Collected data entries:
== == ==

//! Test helpers para spice-control.

#![allow(dead_code, unused_imports)]

pub mod store;
pub mod transport;

pub use store::{RecordingStore, StoreCall};
pub use transport::{GatedTransport, server_response};

use std::future::Future;
use std::time::Duration;

use tracing_subscriber::EnvFilter;

/// Instala un subscriber de tracing para ver los logs con `RUST_LOG`.
pub fn init_tracing() {
    let _ = tracing_subscriber::fmt()
        .with_env_filter(EnvFilter::try_from_default_env().unwrap_or_else(|_| EnvFilter::new("warn")))
        .with_test_writer()
        .try_init();
}

/// Espera hasta que `condition` sea verdadera, cediendo al scheduler.
/// Falla el test si no ocurre en 5 segundos.
pub async fn wait_until<F: Fn() -> bool>(what: &str, condition: F) {
    let waited = tokio::time::timeout(Duration::from_secs(5), async {
        while !condition() {
            tokio::task::yield_now().await;
        }
    })
    .await;

    assert!(waited.is_ok(), "timed out waiting for {}", what);
}

/// Corre `fut` con un limite de 5 segundos.
pub async fn bounded<T>(fut: impl Future<Output = T>) -> T {
    tokio::time::timeout(Duration::from_secs(5), fut)
        .await
        .expect("future did not resolve in time")
}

== == ==

> _Instructions for the task_: The task calls for all lines in the entries that hold "waited".

> _Result_:
    let waited = tokio::time::timeout(Duration::from_secs(5), async {
    assert!(waited.is_ok(), "timed out waiting for {}", what);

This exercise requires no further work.